*Extracted information*:
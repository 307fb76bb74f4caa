//! Record store collaborator trait.

use async_trait::async_trait;
use serde_json::Value;

use crate::result::AppResult;
use crate::types::query::RecordQuery;

/// Trait for the remote structured record store.
///
/// Rows travel as JSON objects; typed repositories in other crates
/// convert them to domain entities.
#[async_trait]
pub trait RecordStore: Send + Sync + std::fmt::Debug + 'static {
    /// Select every row in `collection` matching `query`, in query order.
    async fn select(&self, collection: &str, query: &RecordQuery) -> AppResult<Vec<Value>>;

    /// Select at most one row. `Ok(None)` when nothing matches; an error
    /// when more than one row matches.
    async fn select_single(&self, collection: &str, query: &RecordQuery)
    -> AppResult<Option<Value>>;

    /// Insert rows and return them as stored (with server-assigned fields).
    async fn insert(&self, collection: &str, rows: Vec<Value>) -> AppResult<Vec<Value>>;

    /// Apply `patch` to every matching row and return the updated rows.
    async fn update(
        &self,
        collection: &str,
        query: &RecordQuery,
        patch: Value,
    ) -> AppResult<Vec<Value>>;

    /// Delete every matching row.
    async fn delete(&self, collection: &str, query: &RecordQuery) -> AppResult<()>;
}
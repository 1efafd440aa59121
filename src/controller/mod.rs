// CONTROLLER: Input and per-frame update
pub mod input;
pub mod camera_controller;
pub mod frame_loop;

pub use input::{EdgeDetector, InputEvent, InputProcessor, InputState, KeyBindings};
pub use camera_controller::{CameraController, FrameActions};
pub use frame_loop::{CameraUniform, FrameClock, FrameLoopContext, FrameReport, Projection};
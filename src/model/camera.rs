use glam::{Mat4, Vec3};

/// Fixed world-space up reference used to derive the camera basis.
pub const WORLD_UP: Vec3 = Vec3::Y;

/// Pitch stays strictly inside ±90° so `front` never lines up with `WORLD_UP`.
pub const PITCH_LIMIT: f32 = 89.0;

pub const FOV_MIN: f32 = 1.0;
pub const FOV_MAX: f32 = 90.0;

/// Keyboard movement directions, relative to the current orientation.
#[derive(Debug, Clone, Copy, PartialEq, Eq, Hash)]
pub enum Direction {
    Forward,
    Backward,
    Left,
    Right,
}

impl Direction {
    pub const ALL: [Direction; 4] = [
        Direction::Forward,
        Direction::Backward,
        Direction::Left,
        Direction::Right,
    ];
}

/// Tunables applied when a camera is constructed.
#[derive(Debug, Clone, Copy, PartialEq)]
pub struct CameraSettings {
    /// World units per second.
    pub movement_speed: f32,
    /// Scale applied to raw pointer deltas before they become degrees.
    pub mouse_sensitivity: f32,
    /// Vertical field of view in degrees.
    pub fov: f32,
}

impl Default for CameraSettings {
    fn default() -> Self {
        Self {
            movement_speed: 5.0,
            mouse_sensitivity: 0.1,
            fov: 45.0,
        }
    }
}

/// First-person camera.
///
/// Orientation is stored as yaw/pitch in degrees. `front`, `right` and `up`
/// are derived from those two angles and are only ever rewritten together, so
/// readers never see a half-updated basis.
///
/// All inputs are expected to be finite. NaN or infinite deltas are not
/// rejected and will propagate into the basis.
#[derive(Debug, Clone)]
pub struct Camera {
    pub position: Vec3,
    pub movement_speed: f32,
    pub mouse_sensitivity: f32,
    yaw: f32,
    pitch: f32,
    fov: f32,
    front: Vec3,
    right: Vec3,
    up: Vec3,
}

impl Default for Camera {
    fn default() -> Self {
        Self::new(Vec3::new(0.0, 0.0, 3.0), -90.0, 0.0)
    }
}

impl Camera {
    pub fn new(position: Vec3, yaw: f32, pitch: f32) -> Self {
        Self::with_settings(position, yaw, pitch, CameraSettings::default())
    }

    /// Builds a camera with a valid basis, so the first view matrix is usable
    /// before any input arrives. Out-of-range `pitch` and `settings.fov` are
    /// clamped into their legal ranges.
    pub fn with_settings(position: Vec3, yaw: f32, pitch: f32, settings: CameraSettings) -> Self {
        let pitch = pitch.clamp(-PITCH_LIMIT, PITCH_LIMIT);
        let (front, right, up) = orientation_basis(yaw, pitch);
        Self {
            position,
            movement_speed: settings.movement_speed,
            mouse_sensitivity: settings.mouse_sensitivity,
            yaw,
            pitch,
            fov: settings.fov.clamp(FOV_MIN, FOV_MAX),
            front,
            right,
            up,
        }
    }

    pub fn yaw(&self) -> f32 { self.yaw }

    pub fn pitch(&self) -> f32 { self.pitch }

    /// Vertical field of view in degrees, always within `[FOV_MIN, FOV_MAX]`.
    pub fn fov(&self) -> f32 { self.fov }

    pub fn front(&self) -> Vec3 { self.front }

    pub fn right(&self) -> Vec3 { self.right }

    pub fn up(&self) -> Vec3 { self.up }

    pub fn target(&self) -> Vec3 { self.position + self.front }

    /// Translate along the current basis. `delta_time` is not validated: zero
    /// is a no-op and a negative value moves the other way.
    pub fn process_movement(&mut self, direction: Direction, delta_time: f32) {
        let velocity = self.movement_speed * delta_time;
        match direction {
            Direction::Forward => self.position += self.front * velocity,
            Direction::Backward => self.position -= self.front * velocity,
            Direction::Left => self.position -= self.right * velocity,
            Direction::Right => self.position += self.right * velocity,
        }
    }

    /// Apply a pointer delta. Positive `dy` looks up; callers with top-down
    /// screen coordinates must flip it first.
    pub fn process_look(&mut self, dx: f32, dy: f32) {
        self.yaw += dx * self.mouse_sensitivity;
        self.pitch = (self.pitch + dy * self.mouse_sensitivity).clamp(-PITCH_LIMIT, PITCH_LIMIT);

        let (front, right, up) = orientation_basis(self.yaw, self.pitch);
        self.front = front;
        self.right = right;
        self.up = up;
    }

    /// Positive scroll narrows the field of view (zoom in).
    pub fn process_zoom(&mut self, scroll_delta: f32) {
        self.fov = (self.fov - scroll_delta).clamp(FOV_MIN, FOV_MAX);
    }

    pub fn view_matrix(&self) -> Mat4 {
        Mat4::look_at_rh(self.position, self.target(), self.up)
    }
}

/// Derives `(front, right, up)` from yaw/pitch in degrees.
fn orientation_basis(yaw: f32, pitch: f32) -> (Vec3, Vec3, Vec3) {
    let (yaw, pitch) = (yaw.to_radians(), pitch.to_radians());
    let front = Vec3::new(
        yaw.cos() * pitch.cos(),
        pitch.sin(),
        yaw.sin() * pitch.cos(),
    )
    .normalize();
    let right = front.cross(WORLD_UP).normalize();
    let up = right.cross(front).normalize();
    (front, right, up)
}
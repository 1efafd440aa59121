use crate::controller::input::{InputProcessor, InputState};
use crate::model::Camera;

/// Non-camera outcomes of a frame's input
#[derive(Debug, Default, Clone, Copy, PartialEq, Eq)]
pub struct FrameActions {
    pub toggle_debug: bool,
    pub quit: bool,
}

/// Feeds accumulated input into the camera, once per frame
#[derive(Debug, Clone, Default)]
pub struct CameraController {
    pub processor: InputProcessor,
}

impl CameraController {
    pub fn new(processor: InputProcessor) -> Self {
        Self { processor }
    }

    /// Apply movement, then look, then zoom. Must run before the frame's
    /// view matrix is read.
    pub fn update(&mut self, camera: &mut Camera, input: &mut InputState, dt: f32) -> FrameActions {
        for direction in self.processor.movement_directions(input) {
            camera.process_movement(direction, dt);
        }

        let (dx, dy) = input.consume_look();
        if dx != 0.0 || dy != 0.0 {
            camera.process_look(dx, dy);
        }

        let scroll = input.consume_scroll();
        if scroll != 0.0 {
            camera.process_zoom(scroll);
            tracing::debug!(fov = camera.fov(), "zoom");
        }

        tracing::trace!(
            x = camera.position.x,
            y = camera.position.y,
            z = camera.position.z,
            yaw = camera.yaw(),
            pitch = camera.pitch(),
            "camera updated"
        );

        FrameActions {
            toggle_debug: self.processor.poll_debug_toggle(input),
            quit: self.processor.is_quit_requested(input),
        }
    }
}
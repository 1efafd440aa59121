use std::sync::Arc;
use std::time::Instant;

use glam::Vec3;
use winit::{
    event::*,
    event_loop::EventLoop,
    keyboard::PhysicalKey,
    window::{CursorGrabMode, Window},
};

use fps_camera::{
    logging, ui,
    controller::{input::native, FrameLoopContext, InputEvent, Projection},
    model::Camera,
};

const SCREEN_WIDTH: u32 = 800;
const SCREEN_HEIGHT: u32 = 600;
const TITLE: &str = "FPS Camera";

/// Hide the cursor and keep it inside the window. Locked is not available
/// everywhere, so fall back to confined. Returns whether either grab held.
fn grab_cursor(window: &Window) -> bool {
    let grabbed = window
        .set_cursor_grab(CursorGrabMode::Locked)
        .or_else(|_| window.set_cursor_grab(CursorGrabMode::Confined));
    match grabbed {
        Ok(()) => {
            window.set_cursor_visible(false);
            true
        }
        Err(err) => {
            tracing::warn!(%err, "could not grab cursor");
            false
        }
    }
}

fn main() -> Result<(), Box<dyn std::error::Error>> {
    logging::init();

    let event_loop = EventLoop::new()?;
    let window_attributes = Window::default_attributes()
        .with_title(TITLE)
        .with_inner_size(winit::dpi::LogicalSize::new(SCREEN_WIDTH, SCREEN_HEIGHT));
    let window = Arc::new(event_loop.create_window(window_attributes)?);

    let size = window.inner_size();
    let camera = Camera::new(Vec3::new(0.0, 1.0, 5.0), -90.0, 0.0);
    let mut frame = FrameLoopContext::new(camera, Projection::new(size.width, size.height), Instant::now());
    frame.input_state.process_event(&InputEvent::CursorGrabChanged { grabbed: grab_cursor(&window) });

    let egui_ctx = egui::Context::default();
    let mut egui_state = egui_winit::State::new(
        egui_ctx.clone(),
        egui::ViewportId::ROOT,
        &*window,
        Some(window.scale_factor() as f32),
        None,
        None,
    );

    tracing::info!(
        width = size.width,
        height = size.height,
        "camera ready, WASD to move, F3 for debug info, Esc to quit"
    );

    event_loop.run(move |event, elwt| {
        match event {
            Event::WindowEvent { ref event, window_id } if window_id == window.id() => {
                // egui only gets the pointer while the cursor is free and visible
                let ui_consumed = egui_state.on_window_event(&window, event).consumed
                    && frame.input_state.ui_captures_pointer();

                match event {
                    WindowEvent::CloseRequested => elwt.exit(),
                    WindowEvent::Resized(physical_size) => {
                        frame.resize(physical_size.width, physical_size.height);
                    }
                    WindowEvent::Focused(false) => {
                        frame.input_state.process_event(&InputEvent::FocusLost);
                        frame.input_state.process_event(&InputEvent::CursorGrabChanged { grabbed: false });
                    }
                    WindowEvent::Focused(true) => {
                        let grabbed = grab_cursor(&window);
                        frame.input_state.process_event(&InputEvent::CursorGrabChanged { grabbed });
                    }
                    WindowEvent::KeyboardInput {
                        event: KeyEvent {
                            state,
                            physical_key: PhysicalKey::Code(code),
                            ..
                        },
                        ..
                    } => {
                        if let Some(input) = native::keyboard_to_input(*code, *state) {
                            frame.input_state.process_event(&input);
                        }
                    }
                    WindowEvent::MouseWheel { delta, .. } if !ui_consumed => {
                        frame.input_state.process_event(&native::mouse_wheel_to_input(delta));
                    }
                    WindowEvent::RedrawRequested => {
                        frame.input_state.process_event(&InputEvent::UiPointerCapture {
                            captured: egui_ctx.wants_pointer_input(),
                        });

                        let report = frame.update(Instant::now());
                        if report.quit_requested {
                            tracing::info!("quit requested");
                            elwt.exit();
                            return;
                        }

                        let stats = frame.stats();
                        let raw_input = egui_state.take_egui_input(&window);
                        let output = ui::build_ui(&egui_ctx, raw_input, &frame.debug_overlay, &stats);
                        egui_state.handle_platform_output(&window, output.platform_output);

                        // Telemetry goes to the title bar while the overlay is open
                        if frame.debug_overlay.is_visible() {
                            window.set_title(&format!("{TITLE} | {}", stats.summary()));
                        } else {
                            window.set_title(TITLE);
                        }
                    }
                    _ => {}
                }
            }
            Event::DeviceEvent { event: DeviceEvent::MouseMotion { delta }, .. } => {
                frame.input_state.process_event(&native::mouse_motion_to_input(delta));
            }
            Event::AboutToWait => {
                window.request_redraw();
            }
            _ => {}
        }
    })?;

    Ok(())
}
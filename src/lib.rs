//! First-person camera controller with its input layer, frame loop glue and
//! debug overlay.
pub mod logging;
pub mod ui;

// MVC Architecture
pub mod model;
pub mod controller;

pub use controller::{CameraController, FrameLoopContext, InputEvent, InputState};
pub use model::{Camera, CameraSettings, Direction};
use std::time::Instant;
use glam::Mat4;

use crate::controller::camera_controller::CameraController;
use crate::controller::input::InputState;
use crate::model::Camera;
use crate::ui::{DebugOverlay, DebugStats};

/// Largest time step handed to the camera after a stall (window drag, breakpoint)
pub const MAX_FRAME_STEP: f32 = 0.1;

/// Measures the time between frames
#[derive(Debug, Clone, Copy)]
pub struct FrameClock {
    last: Instant,
    max_step: f32,
}

impl FrameClock {
    pub fn new(start: Instant) -> Self {
        Self { last: start, max_step: MAX_FRAME_STEP }
    }

    pub fn with_max_step(mut self, max_step: f32) -> Self {
        self.max_step = max_step;
        self
    }

    /// Seconds since the previous tick, clamped to `[0, max_step]`
    pub fn tick(&mut self, now: Instant) -> f32 {
        let elapsed = now.saturating_duration_since(self.last);
        self.last = now;
        let dt = elapsed.as_secs_f32();
        if dt > self.max_step {
            tracing::debug!(dt, max_step = self.max_step, "clamping long frame");
        }
        dt.clamp(0.0, self.max_step)
    }
}

/// Projection parameters owned by the render side; the FOV comes from the camera.
#[derive(Debug, Clone, Copy, PartialEq)]
pub struct Projection {
    pub aspect: f32,
    pub z_near: f32,
    pub z_far: f32,
}

impl Default for Projection {
    fn default() -> Self {
        Self::new(800, 600)
    }
}

impl Projection {
    pub fn new(width: u32, height: u32) -> Self {
        Self {
            aspect: width.max(1) as f32 / height.max(1) as f32,
            z_near: 0.1,
            z_far: 100.0,
        }
    }

    /// Minimised windows report a zero size; keep the previous aspect then.
    pub fn set_aspect(&mut self, width: u32, height: u32) {
        if width > 0 && height > 0 {
            self.aspect = width as f32 / height as f32;
        }
    }

    pub fn matrix(&self, fov_degrees: f32) -> Mat4 {
        Mat4::perspective_rh(fov_degrees.to_radians(), self.aspect, self.z_near, self.z_far)
    }
}

#[repr(C)]
#[derive(Debug, Clone, Copy, bytemuck::Pod, bytemuck::Zeroable)]
pub struct CameraUniform {
    pub view_proj: [[f32; 4]; 4],
}

impl Default for CameraUniform {
    fn default() -> Self {
        Self { view_proj: Mat4::IDENTITY.to_cols_array_2d() }
    }
}

impl CameraUniform {
    pub fn update(&mut self, camera: &Camera, projection: &Projection) {
        let view_proj = projection.matrix(camera.fov()) * camera.view_matrix();
        self.view_proj = view_proj.to_cols_array_2d();
    }

    pub fn as_bytes(&self) -> &[u8] {
        bytemuck::bytes_of(self)
    }
}

/// What the event loop needs to know after a frame update
#[derive(Debug, Clone, Copy, PartialEq)]
pub struct FrameReport {
    pub dt: f32,
    pub quit_requested: bool,
}

/// Per-frame state: the single camera plus everything that feeds or reads it
pub struct FrameLoopContext {
    pub camera: Camera,
    pub input_state: InputState,
    pub camera_controller: CameraController,
    pub debug_overlay: DebugOverlay,
    pub projection: Projection,
    pub camera_uniform: CameraUniform,
    clock: FrameClock,
    last_dt: f32,
}

impl FrameLoopContext {
    pub fn new(camera: Camera, projection: Projection, start: Instant) -> Self {
        let mut camera_uniform = CameraUniform::default();
        camera_uniform.update(&camera, &projection);
        Self {
            camera,
            input_state: InputState::new(),
            camera_controller: CameraController::default(),
            debug_overlay: DebugOverlay::new(),
            projection,
            camera_uniform,
            clock: FrameClock::new(start),
            last_dt: 0.0,
        }
    }

    /// Input is applied before the uniform is rebuilt, so the frame shows its own input.
    pub fn update(&mut self, now: Instant) -> FrameReport {
        let dt = self.clock.tick(now);
        self.last_dt = dt;

        let actions = self
            .camera_controller
            .update(&mut self.camera, &mut self.input_state, dt);
        if actions.toggle_debug {
            self.debug_overlay.toggle();
        }
        self.debug_overlay.record_frame(dt);

        self.camera_uniform.update(&self.camera, &self.projection);

        FrameReport { dt, quit_requested: actions.quit }
    }

    pub fn resize(&mut self, width: u32, height: u32) {
        self.projection.set_aspect(width, height);
        self.camera_uniform.update(&self.camera, &self.projection);
    }

    pub fn stats(&self) -> DebugStats {
        DebugStats::capture(&self.camera, self.last_dt)
    }
}
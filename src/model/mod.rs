// MODEL: Camera state
pub mod camera;

pub use camera::{Camera, CameraSettings, Direction};
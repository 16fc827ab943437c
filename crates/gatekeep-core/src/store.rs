//! Contracts for the external collaborators: the Credential Store, the secret
//! hasher and the Policy Store.
//!
//! Implementations are free to use any persistence. Every method returns a
//! [`StoreError`] that separates "the thing is not there" from "the store could not
//! answer", and callers bound every call with [`with_timeout`].

use crate::model::{
    NewPermission, NewPrincipal, Permission, PermissionId, Principal, PrincipalId,
    PrincipalRecord, Role, RoleId,
};
use async_trait::async_trait;
use std::fmt;
use std::future::Future;
use std::time::Duration;
use thiserror::Error;

/// Structured failure returned by store collaborators.
#[derive(Debug, Clone, Error, PartialEq, Eq)]
pub enum StoreError {
    /// The requested record does not exist.
    #[error("{entity} '{key}' not found")]
    NotFound { entity: &'static str, key: String },

    /// A uniqueness constraint would be violated.
    #[error("conflict: {0}")]
    Conflict(String),

    /// The store timed out or failed at the I/O level.
    #[error("store unavailable: {0}")]
    Unavailable(String),
}

impl StoreError {
    pub fn not_found(entity: &'static str, key: impl fmt::Display) -> Self {
        Self::NotFound {
            entity,
            key: key.to_string(),
        }
    }

    pub fn is_not_found(&self) -> bool {
        matches!(self, Self::NotFound { .. })
    }

    pub fn is_unavailable(&self) -> bool {
        matches!(self, Self::Unavailable(_))
    }
}

/// Run a store call under a deadline.
///
/// Elapsed deadlines become [`StoreError::Unavailable`]. Nothing is retried here.
pub async fn with_timeout<T, F>(limit: Duration, operation: &str, call: F) -> Result<T, StoreError>
where
    F: Future<Output = Result<T, StoreError>>,
{
    match tokio::time::timeout(limit, call).await {
        Ok(result) => result,
        Err(_) => Err(StoreError::Unavailable(format!(
            "{operation} timed out after {}ms",
            limit.as_millis()
        ))),
    }
}

/// Durable record of principals and their credentials.
#[async_trait]
pub trait CredentialStore: Send + Sync {
    async fn find_principal_by_email(&self, email: &str) -> Result<PrincipalRecord, StoreError>;

    async fn find_principal_by_id(&self, id: PrincipalId) -> Result<PrincipalRecord, StoreError>;

    /// Persist a new principal. Fails with [`StoreError::Conflict`] when the email or
    /// username is taken.
    async fn create_principal(&self, principal: NewPrincipal) -> Result<PrincipalId, StoreError>;
}

/// Opaque credential hashing capability.
pub trait SecretHasher: Send + Sync {
    fn hash(&self, secret: &str) -> Result<String, StoreError>;

    /// `false` for a mismatch as well as for an unreadable digest.
    fn verify(&self, digest: &str, secret: &str) -> bool;
}

/// Durable record of roles, permissions, grants and groupings.
#[async_trait]
pub trait PolicyStore: Send + Sync {
    async fn list_roles(&self) -> Result<Vec<Role>, StoreError>;

    async fn get_role(&self, id: RoleId) -> Result<Role, StoreError>;

    /// Fails with [`StoreError::Conflict`] when the name is taken.
    async fn create_role(&self, name: &str, description: &str) -> Result<Role, StoreError>;

    /// Deletes the role together with every grant and grouping that references it.
    async fn delete_role(&self, id: RoleId) -> Result<(), StoreError>;

    async fn get_role_permissions(&self, id: RoleId) -> Result<Vec<Permission>, StoreError>;

    /// Fails with [`StoreError::Conflict`] when `(resource, action)` already exists.
    async fn create_permission(&self, permission: NewPermission)
    -> Result<Permission, StoreError>;

    async fn get_permission(&self, id: PermissionId) -> Result<Permission, StoreError>;

    /// Deletes the permission together with every grant that references it.
    async fn delete_permission(&self, id: PermissionId) -> Result<(), StoreError>;

    /// Granting twice is not an error.
    async fn grant_permission(&self, role: RoleId, permission: PermissionId)
    -> Result<(), StoreError>;

    async fn revoke_permission(
        &self,
        role: RoleId,
        permission: PermissionId,
    ) -> Result<(), StoreError>;

    async fn list_principals(&self) -> Result<Vec<Principal>, StoreError>;

    async fn get_principal_roles(&self, principal: PrincipalId) -> Result<Vec<Role>, StoreError>;

    /// Assigning twice is not an error.
    async fn assign_role(&self, principal: PrincipalId, role: RoleId) -> Result<(), StoreError>;

    async fn unassign_role(&self, principal: PrincipalId, role: RoleId)
    -> Result<(), StoreError>;
}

*Problem requirements*:
The answer is the lines above between the line holding "frame.input_state.process_event(&input);" and the line holding "elwt.exit();", inclusive, each written out exactly, and no others.

*Response to the exercise*:
                            frame.input_state.process_event(&input);
                        }
                    }
                    WindowEvent::MouseWheel { delta, .. } if !ui_consumed => {
                        frame.input_state.process_event(&native::mouse_wheel_to_input(delta));
                    }
                    WindowEvent::RedrawRequested => {
                        frame.input_state.process_event(&InputEvent::UiPointerCapture {
                            captured: egui_ctx.wants_pointer_input(),
                        });

                        let report = frame.update(Instant::now());
                        if report.quit_requested {
                            tracing::info!("quit requested");
                            elwt.exit();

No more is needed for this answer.